What this task involves → Starting with the line that contains "Shape::RightLinear => right" and ending with the final line of the data below, print those lines exactly and nothing else.

BEGIN

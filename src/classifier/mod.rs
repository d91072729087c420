/*
    This module places grammars in the Chomsky hierarchy
*/

use std::fmt::Display;

use crate::grammar::{Grammar, RewriteRule, Symbol};

// The four classes, ordered from most to least general
#[derive(Debug, Clone, Copy, PartialEq, Eq, Hash, PartialOrd, Ord)]
pub enum GrammarClass {
    Unrestricted,
    ContextSensitive,
    ContextFree,
    Regular,
}

impl GrammarClass {
    pub fn chomsky_type(&self) -> u8 {
        match self {
            GrammarClass::Unrestricted => 0,
            GrammarClass::ContextSensitive => 1,
            GrammarClass::ContextFree => 2,
            GrammarClass::Regular => 3,
        }
    }

    pub fn name(&self) -> &'static str {
        match self {
            GrammarClass::Unrestricted => "Unrestricted",
            GrammarClass::ContextSensitive => "Context-sensitive",
            GrammarClass::ContextFree => "Context-free",
            GrammarClass::Regular => "Regular",
        }
    }
}

impl Display for GrammarClass {
    fn fmt(&self, f: &mut std::fmt::Formatter<'_>) -> std::fmt::Result {
        write!(f, "Type {} ({})", self.chomsky_type(), self.name())
    }
}

// Which side the nonterminal of a regular grammar's productions sits on
#[derive(Debug, Clone, Copy, PartialEq, Eq)]
pub enum Linearity {
    Right,
    Left,
}

// Right-hand side shapes that matter for regularity
#[derive(Debug, PartialEq)]
enum Shape {
    // ε or a single terminal, allowed on either side
    Final,
    RightLinear,
    LeftLinear,
    Other,
}

fn shape(rhs: &[Symbol]) -> Shape {
    match rhs {
        [] | [Symbol::Terminal(_)] => Shape::Final,
        [Symbol::Terminal(_), Symbol::Nonterminal(_)] => Shape::RightLinear,
        [Symbol::Nonterminal(_), Symbol::Terminal(_)] => Shape::LeftLinear,
        _ => Shape::Other,
    }
}

fn has_single_nonterminal_lhs<R: RewriteRule>(rule: &R) -> bool {
    matches!(rule.left(), [Symbol::Nonterminal(_)])
}

// Direction of a regular grammar, or None when the rules are not regular.
// Right- and left-linear productions may not be mixed. A grammar made only
// of `A → a` and `A → ε` counts as right-linear.
pub fn regular_linearity<R: RewriteRule>(rules: &[R]) -> Option<Linearity> {
    let mut right = false;
    let mut left = false;

    for rule in rules {
        if !has_single_nonterminal_lhs(rule) {
            return None;
        }
        match shape(rule.right()) {
            Shape::Final => {}
            Shape::RightLinear => right = true,
            Shape::LeftLinear => left = true,
            Shape::Other => return None,
        }
    }

    match (right, left) {
        (true, true) => None,
        (false, true) => Some(Linearity::Left),
        _ => Some(Linearity::Right),
    }
}

fn is_context_free<R: RewriteRule>(rules: &[R]) -> bool {
    rules.iter().all(has_single_nonterminal_lhs)
}

// Non-contracting rules. The start symbol alone may be erased, provided it
// never shows up on a right-hand side.
fn is_context_sensitive<R: RewriteRule>(start: char, rules: &[R]) -> bool {
    let start = Symbol::Nonterminal(start);
    let start_on_rhs = rules.iter().any(|rule| rule.right().contains(&start));

    rules.iter().all(|rule| match rule.right() {
        [] => rule.left() == [start] && !start_on_rhs,
        rhs => rhs.len() >= rule.left().len(),
    })
}

pub fn classify_rules<R: RewriteRule>(start: char, rules: &[R]) -> GrammarClass {
    if regular_linearity(rules).is_some() {
        GrammarClass::Regular
    } else if is_context_free(rules) {
        GrammarClass::ContextFree
    } else if is_context_sensitive(start, rules) {
        GrammarClass::ContextSensitive
    } else {
        GrammarClass::Unrestricted
    }
}

pub fn classify(grammar: &Grammar) -> GrammarClass {
    classify_rules(grammar.start_symbol, &grammar.productions)
}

END

Reply to the exercise →
            Shape::RightLinear => right = true,
            Shape::LeftLinear => left = true,
            Shape::Other => return None,
        }
    }

    match (right, left) {
        (true, true) => None,
        (false, true) => Some(Linearity::Left),
        _ => Some(Linearity::Right),
    }
}

fn is_context_free<R: RewriteRule>(rules: &[R]) -> bool {
    rules.iter().all(has_single_nonterminal_lhs)
}

// Non-contracting rules. The start symbol alone may be erased, provided it
// never shows up on a right-hand side.
fn is_context_sensitive<R: RewriteRule>(start: char, rules: &[R]) -> bool {
    let start = Symbol::Nonterminal(start);
    let start_on_rhs = rules.iter().any(|rule| rule.right().contains(&start));

    rules.iter().all(|rule| match rule.right() {
        [] => rule.left() == [start] && !start_on_rhs,
        rhs => rhs.len() >= rule.left().len(),
    })
}

pub fn classify_rules<R: RewriteRule>(start: char, rules: &[R]) -> GrammarClass {
    if regular_linearity(rules).is_some() {
        GrammarClass::Regular
    } else if is_context_free(rules) {
        GrammarClass::ContextFree
    } else if is_context_sensitive(start, rules) {
        GrammarClass::ContextSensitive
    } else {
        GrammarClass::Unrestricted
    }
}

pub fn classify(grammar: &Grammar) -> GrammarClass {
    classify_rules(grammar.start_symbol, &grammar.productions)
}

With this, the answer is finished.